## WHAT YOU NEED TO DO
The lines from the start of the records through the one containing "nearest channel value." are to be restated word for word; please include both ends.

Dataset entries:
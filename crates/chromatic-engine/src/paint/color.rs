use std::str::FromStr;

use crate::error::{GradientError, Result};

/// Straight-alpha sRGB color, 8 bits per channel.
///
/// This is the value type gradients are built from. Transformations that work
/// in HSL decompose through [`Hsl`](super::Hsl) and recompose back to this type,
/// rounding to the nearest channel value.
#[derive(Debug, Copy, Clone, Default, PartialEq, Eq, Hash)]
pub struct Color {
    pub r: u8,
    pub g: u8,
    pub b: u8,
    pub a: u8,
}

impl Color {
    pub const TRANSPARENT: Self = Self::rgba(0, 0, 0, 0);
    pub const BLACK: Self = Self::rgb(0, 0, 0);
    pub const WHITE: Self = Self::rgb(255, 255, 255);
    pub const RED: Self = Self::rgb(255, 0, 0);
    pub const GREEN: Self = Self::rgb(0, 255, 0);
    pub const BLUE: Self = Self::rgb(0, 0, 255);
    pub const YELLOW: Self = Self::rgb(255, 255, 0);
    pub const CYAN: Self = Self::rgb(0, 255, 255);
    pub const MAGENTA: Self = Self::rgb(255, 0, 255);
    pub const TEAL: Self = Self::rgb(0, 128, 128);
    pub const ORANGE: Self = Self::rgb(255, 165, 0);
    pub const PURPLE: Self = Self::rgb(128, 0, 128);

    #[inline]
    pub const fn rgba(r: u8, g: u8, b: u8, a: u8) -> Self {
        Self { r, g, b, a }
    }

    #[inline]
    pub const fn rgb(r: u8, g: u8, b: u8) -> Self {
        Self::rgba(r, g, b, 255)
    }

    /// Creates a color from a packed `0xAARRGGBB` value.
    #[inline]
    pub const fn from_argb(argb: u32) -> Self {
        Self {
            a: (argb >> 24) as u8,
            r: (argb >> 16) as u8,
            g: (argb >> 8) as u8,
            b: argb as u8,
        }
    }

    /// Packs the color as `0xAARRGGBB`.
    #[inline]
    pub const fn to_argb(self) -> u32 {
        (self.a as u32) << 24 | (self.r as u32) << 16 | (self.g as u32) << 8 | self.b as u32
    }

    /// Parses `#rrggbb` or `#rrggbbaa`. The leading `#` is optional.
    pub fn from_hex(input: &str) -> Result<Self> {
        let hex = input.trim();
        let hex = hex.strip_prefix('#').unwrap_or(hex);

        if !(hex.len() == 6 || hex.len() == 8) || !hex.chars().all(|c| c.is_ascii_hexdigit()) {
            return Err(GradientError::invalid_color(input));
        }

        let channel = |range: std::ops::Range<usize>| {
            u8::from_str_radix(&hex[range], 16).map_err(|_| GradientError::invalid_color(input))
        };

        let a = if hex.len() == 8 { channel(6..8)? } else { 255 };
        Ok(Self::rgba(channel(0..2)?, channel(2..4)?, channel(4..6)?, a))
    }

    /// Formats as `#rrggbbaa`.
    pub fn to_hex(self) -> String {
        format!("#{:02x}{:02x}{:02x}{:02x}", self.r, self.g, self.b, self.a)
    }

    #[inline]
    pub const fn with_alpha(self, a: u8) -> Self {
        Self { a, ..self }
    }

    /// Replaces alpha with `opacity` in [0, 1].
    #[inline]
    pub fn with_opacity(self, opacity: f32) -> Self {
        self.with_alpha(unit_to_channel(opacity))
    }

    #[inline]
    pub fn opacity(self) -> f32 {
        self.a as f32 / 255.0
    }

    /// Linear per-channel interpolation in RGBA space.
    ///
    /// `t` is clamped to [0, 1]; `t == 0` yields `self` and `t == 1` yields `other` exactly.
    pub fn lerp(self, other: Color, t: f32) -> Self {
        let t = if t.is_nan() { 0.0 } else { t.clamp(0.0, 1.0) };
        let mix = |a: u8, b: u8| {
            let a = a as f32;
            let b = b as f32;
            (a + (b - a) * t).round().clamp(0.0, 255.0) as u8
        };
        Self {
            r: mix(self.r, other.r),
            g: mix(self.g, other.g),
            b: mix(self.b, other.b),
            a: mix(self.a, other.a),
        }
    }

    /// Premultiplied float channels `[r, g, b, a]` in [0, 1], as GPU blending expects.
    #[inline]
    pub fn to_premul_f32(self) -> [f32; 4] {
        let a = self.opacity();
        [
            self.r as f32 / 255.0 * a,
            self.g as f32 / 255.0 * a,
            self.b as f32 / 255.0 * a,
            a,
        ]
    }

    #[inline]
    pub fn is_opaque(self) -> bool {
        self.a == 255
    }
}

impl FromStr for Color {
    type Err = GradientError;

    fn from_str(s: &str) -> Result<Self> {
        Self::from_hex(s)
    }
}

impl From<[u8; 4]> for Color {
    #[inline]
    fn from([r, g, b, a]: [u8; 4]) -> Self {
        Self::rgba(r, g, b, a)
    }
}

/// Converts a unit float to a channel byte, rounding to nearest.
#[inline]
pub(crate) fn unit_to_channel(v: f32) -> u8 {
    if v.is_nan() {
        return 0;
    }
    (v.clamp(0.0, 1.0) * 255.0).round() as u8
}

## TASK RESPONSE
filename crates/chromatic-engine/src/paint/color.rs
use std::str::FromStr;

use crate::error::{GradientError, Result};

/// Straight-alpha sRGB color, 8 bits per channel.
///
/// This is the value type gradients are built from. Transformations that work
/// in HSL decompose through [`Hsl`](super::Hsl) and recompose back to this type,
/// rounding to the nearest channel value.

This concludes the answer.